Start of Block

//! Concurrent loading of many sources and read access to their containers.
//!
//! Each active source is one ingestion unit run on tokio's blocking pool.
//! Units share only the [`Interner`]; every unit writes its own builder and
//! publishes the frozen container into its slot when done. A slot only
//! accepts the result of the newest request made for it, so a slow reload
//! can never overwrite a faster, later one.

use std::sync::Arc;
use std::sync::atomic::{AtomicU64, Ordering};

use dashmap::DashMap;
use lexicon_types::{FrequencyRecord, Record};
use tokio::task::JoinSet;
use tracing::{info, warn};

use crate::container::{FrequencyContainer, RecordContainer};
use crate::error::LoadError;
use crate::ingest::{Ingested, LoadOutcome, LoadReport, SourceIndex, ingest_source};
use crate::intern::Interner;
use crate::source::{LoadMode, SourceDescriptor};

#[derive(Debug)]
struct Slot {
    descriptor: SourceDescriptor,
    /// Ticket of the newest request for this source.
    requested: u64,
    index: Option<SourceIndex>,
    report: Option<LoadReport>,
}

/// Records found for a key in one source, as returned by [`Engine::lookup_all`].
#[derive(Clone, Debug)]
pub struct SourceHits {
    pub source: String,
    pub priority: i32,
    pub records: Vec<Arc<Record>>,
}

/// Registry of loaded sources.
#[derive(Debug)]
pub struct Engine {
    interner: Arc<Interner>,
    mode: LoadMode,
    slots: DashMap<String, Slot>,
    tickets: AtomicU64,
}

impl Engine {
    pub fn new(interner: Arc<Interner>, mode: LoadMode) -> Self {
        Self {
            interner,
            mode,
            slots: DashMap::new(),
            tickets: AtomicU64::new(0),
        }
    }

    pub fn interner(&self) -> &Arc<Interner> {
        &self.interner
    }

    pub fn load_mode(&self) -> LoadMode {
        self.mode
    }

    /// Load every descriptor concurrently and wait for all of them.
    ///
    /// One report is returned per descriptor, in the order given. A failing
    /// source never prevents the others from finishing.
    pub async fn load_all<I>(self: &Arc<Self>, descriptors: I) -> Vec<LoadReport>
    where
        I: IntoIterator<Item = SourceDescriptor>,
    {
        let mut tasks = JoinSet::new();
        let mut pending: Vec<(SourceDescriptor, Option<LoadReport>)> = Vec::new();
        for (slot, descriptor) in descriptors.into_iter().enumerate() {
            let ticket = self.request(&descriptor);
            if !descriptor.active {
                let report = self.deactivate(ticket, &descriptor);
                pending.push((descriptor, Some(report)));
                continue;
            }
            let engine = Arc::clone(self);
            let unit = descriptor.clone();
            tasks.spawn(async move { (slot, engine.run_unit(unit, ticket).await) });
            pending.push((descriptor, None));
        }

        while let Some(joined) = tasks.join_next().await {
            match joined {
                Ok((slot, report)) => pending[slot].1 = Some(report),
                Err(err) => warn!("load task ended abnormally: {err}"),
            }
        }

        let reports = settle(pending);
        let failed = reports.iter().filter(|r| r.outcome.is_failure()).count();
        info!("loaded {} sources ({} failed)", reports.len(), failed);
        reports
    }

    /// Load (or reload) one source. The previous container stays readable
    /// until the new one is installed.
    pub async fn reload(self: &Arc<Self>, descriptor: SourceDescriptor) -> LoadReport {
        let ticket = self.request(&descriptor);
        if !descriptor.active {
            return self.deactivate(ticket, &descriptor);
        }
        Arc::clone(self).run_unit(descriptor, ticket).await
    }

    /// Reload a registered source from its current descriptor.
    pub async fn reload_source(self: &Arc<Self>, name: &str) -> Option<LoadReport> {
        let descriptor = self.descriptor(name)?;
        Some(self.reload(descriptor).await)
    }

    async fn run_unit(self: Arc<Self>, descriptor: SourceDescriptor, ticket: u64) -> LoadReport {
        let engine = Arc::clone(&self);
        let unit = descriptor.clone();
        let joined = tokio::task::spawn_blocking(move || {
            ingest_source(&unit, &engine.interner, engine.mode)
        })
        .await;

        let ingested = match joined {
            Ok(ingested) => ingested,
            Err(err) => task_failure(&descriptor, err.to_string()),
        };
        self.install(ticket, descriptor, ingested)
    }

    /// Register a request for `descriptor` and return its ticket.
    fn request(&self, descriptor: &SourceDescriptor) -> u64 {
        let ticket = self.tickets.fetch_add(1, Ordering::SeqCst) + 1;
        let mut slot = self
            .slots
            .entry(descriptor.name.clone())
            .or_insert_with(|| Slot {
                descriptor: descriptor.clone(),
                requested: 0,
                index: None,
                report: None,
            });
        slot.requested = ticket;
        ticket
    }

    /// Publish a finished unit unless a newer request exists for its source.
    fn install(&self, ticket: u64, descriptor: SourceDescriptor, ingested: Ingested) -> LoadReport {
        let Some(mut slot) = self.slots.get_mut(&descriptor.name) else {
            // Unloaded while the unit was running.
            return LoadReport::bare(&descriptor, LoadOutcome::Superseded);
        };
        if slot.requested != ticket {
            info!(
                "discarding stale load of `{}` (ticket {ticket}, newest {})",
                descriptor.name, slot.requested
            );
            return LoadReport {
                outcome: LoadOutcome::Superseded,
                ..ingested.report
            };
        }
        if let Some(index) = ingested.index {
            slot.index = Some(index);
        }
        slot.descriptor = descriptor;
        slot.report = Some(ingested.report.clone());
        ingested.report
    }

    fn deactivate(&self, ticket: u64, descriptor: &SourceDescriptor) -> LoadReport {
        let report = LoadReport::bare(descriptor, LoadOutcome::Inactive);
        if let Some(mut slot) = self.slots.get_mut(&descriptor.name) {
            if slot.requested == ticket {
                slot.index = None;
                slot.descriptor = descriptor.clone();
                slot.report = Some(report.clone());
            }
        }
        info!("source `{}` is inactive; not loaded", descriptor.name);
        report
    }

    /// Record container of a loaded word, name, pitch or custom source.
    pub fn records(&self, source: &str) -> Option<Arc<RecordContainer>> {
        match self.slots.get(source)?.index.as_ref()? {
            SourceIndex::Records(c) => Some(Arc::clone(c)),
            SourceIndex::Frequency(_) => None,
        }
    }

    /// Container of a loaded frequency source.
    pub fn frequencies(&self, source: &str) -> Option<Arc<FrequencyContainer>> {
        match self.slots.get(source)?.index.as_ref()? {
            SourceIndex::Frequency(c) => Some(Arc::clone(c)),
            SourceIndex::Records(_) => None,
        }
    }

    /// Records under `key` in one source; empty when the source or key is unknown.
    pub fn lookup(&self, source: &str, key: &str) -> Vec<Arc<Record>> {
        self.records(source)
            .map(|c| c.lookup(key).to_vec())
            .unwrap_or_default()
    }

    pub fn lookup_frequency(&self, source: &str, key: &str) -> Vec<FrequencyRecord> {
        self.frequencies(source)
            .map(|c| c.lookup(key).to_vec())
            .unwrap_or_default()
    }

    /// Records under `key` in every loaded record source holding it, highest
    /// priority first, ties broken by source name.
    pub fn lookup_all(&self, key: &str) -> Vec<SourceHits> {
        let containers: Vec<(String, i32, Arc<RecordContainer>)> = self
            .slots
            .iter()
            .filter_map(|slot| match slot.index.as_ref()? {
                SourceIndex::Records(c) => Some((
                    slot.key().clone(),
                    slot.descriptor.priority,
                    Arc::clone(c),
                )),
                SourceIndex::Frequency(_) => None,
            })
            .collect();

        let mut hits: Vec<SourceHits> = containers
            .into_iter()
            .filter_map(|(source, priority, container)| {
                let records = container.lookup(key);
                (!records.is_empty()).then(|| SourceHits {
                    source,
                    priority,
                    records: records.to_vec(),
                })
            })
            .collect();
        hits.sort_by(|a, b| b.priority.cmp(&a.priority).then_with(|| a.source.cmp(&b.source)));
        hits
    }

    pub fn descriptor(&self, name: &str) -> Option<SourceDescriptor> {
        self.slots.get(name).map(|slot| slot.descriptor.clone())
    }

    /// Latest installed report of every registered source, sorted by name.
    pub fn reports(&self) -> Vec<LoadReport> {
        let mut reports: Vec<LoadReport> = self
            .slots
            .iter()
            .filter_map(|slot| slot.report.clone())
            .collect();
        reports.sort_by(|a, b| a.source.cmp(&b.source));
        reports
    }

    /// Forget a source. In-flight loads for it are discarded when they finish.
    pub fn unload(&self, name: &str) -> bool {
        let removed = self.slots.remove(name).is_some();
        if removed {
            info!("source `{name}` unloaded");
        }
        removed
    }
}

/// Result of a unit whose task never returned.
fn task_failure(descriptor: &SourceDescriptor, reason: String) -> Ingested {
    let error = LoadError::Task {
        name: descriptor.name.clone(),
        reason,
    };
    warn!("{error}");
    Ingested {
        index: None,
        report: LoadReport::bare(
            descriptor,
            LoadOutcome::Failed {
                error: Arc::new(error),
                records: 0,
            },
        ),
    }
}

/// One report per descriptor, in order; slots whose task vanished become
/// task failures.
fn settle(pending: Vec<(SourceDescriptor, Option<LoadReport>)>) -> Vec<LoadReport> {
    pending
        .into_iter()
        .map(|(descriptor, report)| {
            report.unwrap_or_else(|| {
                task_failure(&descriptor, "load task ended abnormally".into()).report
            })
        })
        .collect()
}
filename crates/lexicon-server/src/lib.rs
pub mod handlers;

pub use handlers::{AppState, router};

End of Block

● YOUR TASK
Show every line in the entries above that contains the string "DashMap".

● THE ANSWER
use dashmap::DashMap;
    slots: DashMap<String, Slot>,
            slots: DashMap::new(),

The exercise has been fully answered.